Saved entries
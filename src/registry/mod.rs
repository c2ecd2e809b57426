//! Registry traits and implementations for named items.
//!
//! This module provides:
//! - A read-only `Registry` trait shared by all registries
//! - `ColorLookup`, the color capability consumed by suit resolution
//! - `ColorRegistry` for resolved colors
//! - `SuitRegistry` for resolved suits and their reversed variants
//!
//! Registries are populated only by the resolvers in [`crate::resolve`].

mod color;
mod suit;
mod traits;

// Re-export all public items from submodules
pub use color::ColorRegistry;
pub use suit::SuitRegistry;
pub use traits::{ColorLookup, Registry};
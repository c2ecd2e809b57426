//! Clue color derivation for a single suit.

use crate::models::{Color, OptIn, SuitSpec, UNKNOWN_SUIT_NAME};
use crate::registry::ColorLookup;

use super::error::SuitError;

/// The already-validated flags that mark a suit as having no fixed clue colors.
#[derive(Debug, Clone, Copy, Default, PartialEq, Eq)]
pub struct SpecialKinds {
    pub all_clue_colors: OptIn,
    pub no_clue_colors: OptIn,
    pub prism: OptIn,
}

impl SpecialKinds {
    fn any(self) -> bool {
        self.all_clue_colors.is_set() || self.no_clue_colors.is_set() || self.prism.is_set()
    }
}

/// Derive the colors that touch cards of this suit when clued.
///
/// Resolution order (first match wins):
/// 1. Explicit `clueColors`, mapped through the color registry in order
/// 2. The "Unknown" suit has none
/// 3. Special kinds (all/no clue colors, prism) have none
/// 4. The color with the same name as the suit
///
/// Special kinds take precedence over the same-name color, so a "Prism" color
/// never turns a prism suit into a single-color suit.
pub fn resolve_clue_colors<C: ColorLookup + ?Sized>(
    spec: &SuitSpec,
    colors: &C,
    kinds: SpecialKinds,
) -> Result<Vec<Color>, SuitError> {
    if let Some(names) = &spec.clue_colors {
        return names
            .iter()
            .map(|color_name| {
                colors.lookup(color_name).cloned().ok_or_else(|| SuitError::UnknownClueColor {
                    suit: spec.name.clone(),
                    color: color_name.clone(),
                })
            })
            .collect();
    }

    if spec.name == UNKNOWN_SUIT_NAME || kinds.any() {
        return Ok(Vec::new());
    }

    match colors.lookup(&spec.name) {
        Some(color) => Ok(vec![color.clone()]),
        None => Err(SuitError::UnresolvableClueColors { suit: spec.name.clone() }),
    }
}

#[cfg(test)]
mod tests {
    use super::*;

    fn palette() -> Vec<Color> {
        vec![
            Color::new("Red", "R", "#aa0000", "#ff0000"),
            Color::new("Blue", "B", "#0044cc", "#0066ff"),
            Color::new("Prism", "I", "#cc00cc", "#ff00ff"),
        ]
    }

    #[test]
    fn test_explicit_colors_keep_order() {
        let spec = SuitSpec {
            clue_colors: Some(vec!["Blue".to_string(), "Red".to_string()]),
            ..SuitSpec::named("Mahogany")
        };
        let colors = resolve_clue_colors(&spec, &palette(), SpecialKinds::default()).unwrap();
        let names: Vec<&str> = colors.iter().map(|c| c.name.as_str()).collect();
        assert_eq!(names, ["Blue", "Red"]);
    }

    #[test]
    fn test_explicit_empty_list_is_allowed() {
        let spec = SuitSpec { clue_colors: Some(Vec::new()), ..SuitSpec::named("Gray") };
        let colors = resolve_clue_colors(&spec, &palette(), SpecialKinds::default()).unwrap();
        assert!(colors.is_empty());
    }

    #[test]
    fn test_unknown_color_names_suit_and_color() {
        let spec =
            SuitSpec { clue_colors: Some(vec!["Green".to_string()]), ..SuitSpec::named("Tomato") };
        let err = resolve_clue_colors(&spec, &palette(), SpecialKinds::default()).unwrap_err();
        assert_eq!(
            err,
            SuitError::UnknownClueColor { suit: "Tomato".to_string(), color: "Green".to_string() }
        );
        assert!(err.to_string().contains("Tomato"));
        assert!(err.to_string().contains("Green"));
    }

    #[test]
    fn test_unknown_suit_has_no_colors() {
        let colors =
            resolve_clue_colors(&SuitSpec::named("Unknown"), &palette(), SpecialKinds::default())
                .unwrap();
        assert!(colors.is_empty());
    }

    #[test]
    fn test_special_kind_beats_same_name_color() {
        let kinds = SpecialKinds { prism: OptIn::True, ..Default::default() };
        let colors = resolve_clue_colors(&SuitSpec::named("Prism"), &palette(), kinds).unwrap();
        assert!(colors.is_empty());
    }

    #[test]
    fn test_same_name_fallback() {
        let colors =
            resolve_clue_colors(&SuitSpec::named("Red"), &palette(), SpecialKinds::default())
                .unwrap();
        assert_eq!(colors.len(), 1);
        assert_eq!(colors[0].abbreviation, "R");
    }

    #[test]
    fn test_unresolvable() {
        let err =
            resolve_clue_colors(&SuitSpec::named("Rainbow"), &palette(), SpecialKinds::default())
                .unwrap_err();
        assert_eq!(err, SuitError::UnresolvableClueColors { suit: "Rainbow".to_string() });
    }
}
//! Common traits for read-only registries of named items.

use std::collections::HashMap;

use crate::models::Color;

/// Common trait for registries that map string names to values.
///
/// Registries are built once during startup and only read afterwards, so the
/// trait exposes lookups and iteration but no mutation.
///
/// # Type Parameters
///
/// * `V` - The type of value stored in the registry
///
/// # Example
///
/// ```
/// use hanabi_data::registry::Registry;
/// use hanabi_data::GameData;
///
/// let data = GameData::bundled().unwrap();
///
/// assert!(data.suits.contains("Red"));
/// assert!(data.suits.contains("Red Reversed"));
/// assert_eq!(data.suits.get("Red").unwrap().abbreviation, "R");
/// ```
pub trait Registry<V> {
    /// Check if an item with the given name exists in the registry.
    fn contains(&self, name: &str) -> bool {
        self.get(name).is_some()
    }

    /// Get an item by name.
    ///
    /// Returns `None` if no item with the given name exists.
    fn get(&self, name: &str) -> Option<&V>;

    /// Get the number of items in the registry.
    fn len(&self) -> usize;

    /// Check if the registry is empty.
    fn is_empty(&self) -> bool {
        self.len() == 0
    }

    /// Get an iterator over all names in the registry, in insertion order.
    fn names(&self) -> Box<dyn Iterator<Item = &String> + '_>;
}

/// Read-only color lookup consumed by suit resolution.
///
/// [`ColorRegistry`](super::ColorRegistry) is the production implementation;
/// tests can hand in a plain map or slice of colors instead.
pub trait ColorLookup {
    /// Find a color by its exact name.
    fn lookup(&self, name: &str) -> Option<&Color>;
}

impl ColorLookup for HashMap<String, Color> {
    fn lookup(&self, name: &str) -> Option<&Color> {
        self.get(name)
    }
}

impl ColorLookup for [Color] {
    fn lookup(&self, name: &str) -> Option<&Color> {
        self.iter().find(|color| color.name == name)
    }
}

impl ColorLookup for Vec<Color> {
    fn lookup(&self, name: &str) -> Option<&Color> {
        self.as_slice().lookup(name)
    }
}

impl<T: ColorLookup + ?Sized> ColorLookup for &T {
    fn lookup(&self, name: &str) -> Option<&Color> {
        (**self).lookup(name)
    }
}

▸ TASK DIRECTIONS
If a line in the records includes "resolved", it counts toward the total; report that total by itself.

▸ ANSWER SPACE
2